** Opening Information supplied block **

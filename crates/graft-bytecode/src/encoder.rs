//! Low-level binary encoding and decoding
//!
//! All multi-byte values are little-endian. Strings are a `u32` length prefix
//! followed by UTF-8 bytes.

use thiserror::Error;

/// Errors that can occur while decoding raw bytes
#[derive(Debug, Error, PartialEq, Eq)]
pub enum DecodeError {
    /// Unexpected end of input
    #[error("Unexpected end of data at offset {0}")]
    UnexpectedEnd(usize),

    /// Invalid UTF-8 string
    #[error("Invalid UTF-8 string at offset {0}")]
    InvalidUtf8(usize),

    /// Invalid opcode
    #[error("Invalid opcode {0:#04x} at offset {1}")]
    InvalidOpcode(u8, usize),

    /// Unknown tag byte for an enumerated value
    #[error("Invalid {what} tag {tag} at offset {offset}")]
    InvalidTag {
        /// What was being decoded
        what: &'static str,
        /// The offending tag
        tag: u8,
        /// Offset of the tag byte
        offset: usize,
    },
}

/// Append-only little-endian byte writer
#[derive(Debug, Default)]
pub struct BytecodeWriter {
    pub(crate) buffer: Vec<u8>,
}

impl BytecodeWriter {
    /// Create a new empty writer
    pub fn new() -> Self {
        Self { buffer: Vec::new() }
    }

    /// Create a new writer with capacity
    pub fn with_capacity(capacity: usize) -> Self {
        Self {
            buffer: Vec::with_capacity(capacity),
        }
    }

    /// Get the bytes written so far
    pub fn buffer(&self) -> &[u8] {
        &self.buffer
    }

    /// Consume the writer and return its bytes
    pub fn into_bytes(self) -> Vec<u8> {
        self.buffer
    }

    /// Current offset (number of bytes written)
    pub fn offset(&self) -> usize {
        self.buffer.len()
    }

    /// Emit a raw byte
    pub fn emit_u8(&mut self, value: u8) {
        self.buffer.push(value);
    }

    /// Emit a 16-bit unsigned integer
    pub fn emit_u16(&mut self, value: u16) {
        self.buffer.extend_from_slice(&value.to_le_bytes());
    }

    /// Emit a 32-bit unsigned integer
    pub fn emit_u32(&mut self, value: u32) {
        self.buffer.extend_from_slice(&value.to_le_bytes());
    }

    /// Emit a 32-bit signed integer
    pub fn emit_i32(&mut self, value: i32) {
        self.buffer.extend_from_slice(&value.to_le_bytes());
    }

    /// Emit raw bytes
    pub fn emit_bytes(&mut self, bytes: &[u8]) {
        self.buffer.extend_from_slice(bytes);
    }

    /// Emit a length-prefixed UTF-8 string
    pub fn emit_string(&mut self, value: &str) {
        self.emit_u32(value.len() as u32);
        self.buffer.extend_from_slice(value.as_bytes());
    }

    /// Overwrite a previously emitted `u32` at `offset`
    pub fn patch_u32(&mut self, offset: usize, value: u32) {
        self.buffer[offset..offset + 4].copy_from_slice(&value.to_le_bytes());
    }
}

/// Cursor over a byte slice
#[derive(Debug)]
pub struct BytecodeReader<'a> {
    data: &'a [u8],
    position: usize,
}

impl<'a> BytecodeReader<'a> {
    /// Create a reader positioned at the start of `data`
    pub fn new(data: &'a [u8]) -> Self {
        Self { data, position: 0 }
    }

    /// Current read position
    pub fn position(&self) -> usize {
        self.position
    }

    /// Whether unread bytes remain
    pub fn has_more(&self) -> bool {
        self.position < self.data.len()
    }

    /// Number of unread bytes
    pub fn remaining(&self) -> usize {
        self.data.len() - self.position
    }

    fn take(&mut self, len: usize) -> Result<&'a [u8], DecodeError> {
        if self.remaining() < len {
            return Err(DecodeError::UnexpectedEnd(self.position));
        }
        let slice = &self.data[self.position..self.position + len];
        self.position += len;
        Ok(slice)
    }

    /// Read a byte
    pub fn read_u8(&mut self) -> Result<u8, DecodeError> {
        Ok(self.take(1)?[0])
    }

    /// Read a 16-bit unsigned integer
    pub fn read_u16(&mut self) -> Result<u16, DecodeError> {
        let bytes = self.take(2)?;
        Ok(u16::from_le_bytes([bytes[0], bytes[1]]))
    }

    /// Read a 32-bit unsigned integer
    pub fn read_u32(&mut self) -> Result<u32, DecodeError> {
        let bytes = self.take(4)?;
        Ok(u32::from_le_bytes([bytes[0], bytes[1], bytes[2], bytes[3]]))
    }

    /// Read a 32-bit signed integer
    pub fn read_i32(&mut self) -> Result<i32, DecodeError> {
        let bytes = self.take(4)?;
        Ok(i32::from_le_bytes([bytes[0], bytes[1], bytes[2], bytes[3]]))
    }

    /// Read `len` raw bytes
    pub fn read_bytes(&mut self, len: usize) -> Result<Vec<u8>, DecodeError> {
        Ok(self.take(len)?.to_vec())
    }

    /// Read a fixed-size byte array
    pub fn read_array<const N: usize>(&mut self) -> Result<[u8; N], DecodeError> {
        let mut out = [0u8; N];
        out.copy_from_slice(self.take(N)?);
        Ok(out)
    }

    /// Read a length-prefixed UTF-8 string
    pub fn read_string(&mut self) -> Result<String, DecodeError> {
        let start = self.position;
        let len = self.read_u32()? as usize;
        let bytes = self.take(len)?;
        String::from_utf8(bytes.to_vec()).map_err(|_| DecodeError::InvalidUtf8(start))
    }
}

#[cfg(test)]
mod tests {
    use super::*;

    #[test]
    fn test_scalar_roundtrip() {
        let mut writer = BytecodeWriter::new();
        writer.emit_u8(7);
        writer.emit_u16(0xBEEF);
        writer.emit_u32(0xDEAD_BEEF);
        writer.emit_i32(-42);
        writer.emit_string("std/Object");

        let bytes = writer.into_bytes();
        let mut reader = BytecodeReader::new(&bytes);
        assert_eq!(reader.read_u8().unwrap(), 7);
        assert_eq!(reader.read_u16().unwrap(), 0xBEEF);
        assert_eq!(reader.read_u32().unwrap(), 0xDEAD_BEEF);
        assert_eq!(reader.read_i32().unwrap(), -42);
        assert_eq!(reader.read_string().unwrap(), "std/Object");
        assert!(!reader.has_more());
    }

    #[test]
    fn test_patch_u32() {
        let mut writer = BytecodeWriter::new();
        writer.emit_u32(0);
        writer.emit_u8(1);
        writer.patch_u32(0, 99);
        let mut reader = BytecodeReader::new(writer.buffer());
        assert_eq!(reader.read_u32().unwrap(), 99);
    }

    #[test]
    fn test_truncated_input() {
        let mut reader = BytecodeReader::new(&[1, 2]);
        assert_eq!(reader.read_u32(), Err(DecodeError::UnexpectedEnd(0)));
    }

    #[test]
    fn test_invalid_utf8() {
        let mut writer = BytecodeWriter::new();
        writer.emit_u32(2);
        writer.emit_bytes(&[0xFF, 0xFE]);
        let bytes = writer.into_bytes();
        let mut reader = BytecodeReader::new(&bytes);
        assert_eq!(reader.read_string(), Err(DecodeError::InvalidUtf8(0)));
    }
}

** Closing Information supplied block **

> [What this task involves] Copy the entries word for word. Start at the first line and end with the line containing "pub fn emit_u8(&mut".

> [Response]
filename crates/graft-bytecode/src/encoder.rs
//! Low-level binary encoding and decoding
//!
//! All multi-byte values are little-endian. Strings are a `u32` length prefix
//! followed by UTF-8 bytes.

use thiserror::Error;

/// Errors that can occur while decoding raw bytes
#[derive(Debug, Error, PartialEq, Eq)]
pub enum DecodeError {
    /// Unexpected end of input
    #[error("Unexpected end of data at offset {0}")]
    UnexpectedEnd(usize),

    /// Invalid UTF-8 string
    #[error("Invalid UTF-8 string at offset {0}")]
    InvalidUtf8(usize),

    /// Invalid opcode
    #[error("Invalid opcode {0:#04x} at offset {1}")]
    InvalidOpcode(u8, usize),

    /// Unknown tag byte for an enumerated value
    #[error("Invalid {what} tag {tag} at offset {offset}")]
    InvalidTag {
        /// What was being decoded
        what: &'static str,
        /// The offending tag
        tag: u8,
        /// Offset of the tag byte
        offset: usize,
    },
}

/// Append-only little-endian byte writer
#[derive(Debug, Default)]
pub struct BytecodeWriter {
    pub(crate) buffer: Vec<u8>,
}

impl BytecodeWriter {
    /// Create a new empty writer
    pub fn new() -> Self {
        Self { buffer: Vec::new() }
    }

    /// Create a new writer with capacity
    pub fn with_capacity(capacity: usize) -> Self {
        Self {
            buffer: Vec::with_capacity(capacity),
        }
    }

    /// Get the bytes written so far
    pub fn buffer(&self) -> &[u8] {
        &self.buffer
    }

    /// Consume the writer and return its bytes
    pub fn into_bytes(self) -> Vec<u8> {
        self.buffer
    }

    /// Current offset (number of bytes written)
    pub fn offset(&self) -> usize {
        self.buffer.len()
    }

    /// Emit a raw byte
    pub fn emit_u8(&mut self, value: u8) {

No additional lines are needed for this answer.